Tuesday, May 31, 2011

Aspergers, Change is not good! May 31, 2011

Well it has been quite a few days and quite a few meltdowns!!!!!

Ok, well Thursday we went to eat with Jana, she is like another grandma to the girls and lives with my mom. Well she has an inner ear issue that comes on quick! Well it hit and bad! So this put m e working from home on Friday with the girls!!!!! Yea right good luck with that!

Salvation is coming.. My sister will be getting Samarra at 10:30 so it will be just me and the baby, so I will be able to work with out issues.

Oh if your wondering, no Samarra did not stay the night obviously, but she will bee3 tonight. So finished out the day, Samarra will not be home until around 11a.m. on Saturday. My house looks beautiful!!!!!! Siahna loves to help me clean!

Saturday woke up, quiet in the house... NICE! get things ready for the big event at 11 a.m. I already know Samarra will want food immediately, so I am prepared. Juice,check...Food, check.. What else could there be? THINK THINK!! Ok I think I am ready..

I DID IT! She is home and all is well. baby is napping and she wants to wake her up, we have a BBQ to go to at Nanna's!!! YEA!! I take Samarra to the store to get water toys.. just the Dollar store up the street. So I am going to turn this story to me for a second. If you dont know me, I go overboard with things for the kids. I got stuff for all the kids who would be at Nanna's house so no one felt left out, all the same things, color organized for girls or boys so no arguing and I go to check out. Yes, I do have a lot of stuff and people are backing up to check out. True the lady was a bit slow, but I dont care, I am spending money I am going to ignore comments coming from others.

What you are about to read is not ME....Humans can only handle so much....

So the two ladies behind me whisper...BTW I hear very well! She says... "Look at the white lady spending all that money" .................SNAP................ I jerked around looking at a lady who does not really care about her appearance much, wearing clothes with holes, no shoes, did not brush her hair, makeup running from I don't know when. (See even with that, this lady to me is no better or less than me and that is ME)BUT I turned around and said, knowing i could be fighting quickly.... "You need a job and if you would clean up you might get one."

Yes, I did it........ She cowered and said well i didn't mean.... I ignored her. I feel bad, but here is my question to all. I live in Midwest City, not the most desirable City in Oklahoma, I am at the dollar store on 10th and Midwest Blvd. I am in the ghetto basically... White woman spending money????????? Dollar store........ghetto...... Anyone else think that is dumb??

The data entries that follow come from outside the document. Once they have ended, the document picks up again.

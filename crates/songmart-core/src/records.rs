//! Canonical record and table schemas.
//!
//! The two raw input families are newline-delimited JSON with a known
//! field set, so the loader is handed these canonical Arrow schemas
//! instead of re-inferring a column union per run. A field missing from
//! a given line decodes to null; fields outside the schema are ignored.
//! Supplying the schema up front also means a glob that matches no
//! files still yields a well-typed empty record set.
//!
//! Output-side schemas live here too for the tables whose rows are
//! materialized in Rust (`time`, `songplays`) rather than projected
//! straight from an input record set.

use std::sync::Arc;

use arrow::datatypes::{DataType, Field, Schema, SchemaRef, TimeUnit};

/// Schema of the immutable song-metadata records under `song_data/`.
pub fn song_data_schema() -> SchemaRef {
    Arc::new(Schema::new(vec![
        Field::new("song_id", DataType::Utf8, true),
        Field::new("title", DataType::Utf8, true),
        Field::new("artist_id", DataType::Utf8, true),
        Field::new("artist_name", DataType::Utf8, true),
        Field::new("artist_location", DataType::Utf8, true),
        Field::new("artist_latitude", DataType::Float64, true),
        Field::new("artist_longitude", DataType::Float64, true),
        Field::new("year", DataType::Int64, true),
        Field::new("duration", DataType::Float64, true),
    ]))
}

/// Schema of the user-activity log records under `log_data/`.
///
/// `ts` is an epoch-millisecond timestamp; `page` tags the action and
/// only `NextSong` rows represent an actual song play.
pub fn log_data_schema() -> SchemaRef {
    Arc::new(Schema::new(vec![
        Field::new("page", DataType::Utf8, true),
        Field::new("userId", DataType::Utf8, true),
        Field::new("firstName", DataType::Utf8, true),
        Field::new("lastName", DataType::Utf8, true),
        Field::new("gender", DataType::Utf8, true),
        Field::new("level", DataType::Utf8, true),
        Field::new("ts", DataType::Int64, true),
        Field::new("sessionId", DataType::Int64, true),
        Field::new("song", DataType::Utf8, true),
        Field::new("location", DataType::Utf8, true),
        Field::new("userAgent", DataType::Utf8, true),
    ]))
}

/// Schema of the `time` dimension table.
///
/// `start_time` is the event instant truncated to whole seconds; the
/// remaining columns are its calendar decomposition under the
/// configured time reference.
pub fn time_table_schema() -> SchemaRef {
    Arc::new(Schema::new(vec![
        Field::new(
            "start_time",
            DataType::Timestamp(TimeUnit::Second, None),
            false,
        ),
        Field::new("hour", DataType::Int32, false),
        Field::new("day", DataType::Int32, false),
        Field::new("week", DataType::Int32, false),
        Field::new("month", DataType::Int32, false),
        Field::new("year", DataType::Int32, false),
        Field::new("weekday", DataType::Int32, false),
    ]))
}

/// Schema of the `songplays` fact table.
///
/// `songplay_id` is a run-local surrogate; `month` and `year` are the
/// partition columns decomposed from `start_time`.
pub fn songplay_table_schema() -> SchemaRef {
    Arc::new(Schema::new(vec![
        Field::new("songplay_id", DataType::Int64, false),
        Field::new(
            "start_time",
            DataType::Timestamp(TimeUnit::Second, None),
            false,
        ),
        Field::new("user_id", DataType::Utf8, true),
        Field::new("level", DataType::Utf8, true),
        Field::new("song_id", DataType::Utf8, true),
        Field::new("artist_id", DataType::Utf8, true),
        Field::new("session_id", DataType::Int64, true),
        Field::new("location", DataType::Utf8, true),
        Field::new("user_agent", DataType::Utf8, true),
        Field::new("month", DataType::Int32, false),
        Field::new("year", DataType::Int32, false),
    ]))
}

Ok now on with asperger's. Day went wonderful.......Then SUNDAY happened. I decided to go to church again, Samarra begs to go all the time. So we did.

Calvary Christian Center

AAAAAAAAHHHHHHHHHHHHHH..........GGGGGGGGGGGRRRRRRRRRRRRR No kid's classes.........I am going to call from now on before hand ... Oh well we will see how it goes.

Music too loud for her, hands over ears with face squinted up, and rocking.. not too bad..... moving all over, wont sit still. Me trying to contain her with a public mommy attitude.. she is hitting the bench cause she wants out.. too loud!!!!

Music stopped.. whew...Now it starts..

Her:I am hungry
Me:I am sorry you will have to wait
Her:But i am hungry, this is the time we have snack in class
Me:But I don't have any
Her:But I am suppose to be eating a snack right now!!!!!!
Me:OMG she is about to blow.... I have the maddest face i can have telling her to stop and sit still.
Her:I want it, i want it, i want it, i want it, I want it, I want it.
Me:Stop......... 1.2
Her:Hitting the bench, it is snack time...
Me: OK, well I tried and we are leaving.........sorry.. But I will not go again with out kid's classes.
Her:We are leaving??
Me:yes, because I am not sitting through that and I haven't even heard one word in there but you.
Her:Oh, well i don't need a snack now, we aren't at church.

PERFECT example of how she expects certain things at certain places. Got to love routine!

Now home... Elizabeth is coming over and spending the night..... So let me tell you what this means ALWAYS..

Play some, get mad, meltdowns, MASSIVE meltdowns, and lots of fun.

Samarra has to have things her way or no way. I don't allow it and with Elizabeth it gets worse because she wants to play with the baby sometimes and Samarra wont have it!

It got very bad this time... She was screaming, repeating words, looked very angry, and then the last straw came. She opened the door and left it open and I asked her to close the door so the baby wouldn't get out. She says.. I don't care, i hope she dies, so i can be happy again. I am MAD I WANT to go to the park. park park park, park, park park.......... I say.. Close the door NOW.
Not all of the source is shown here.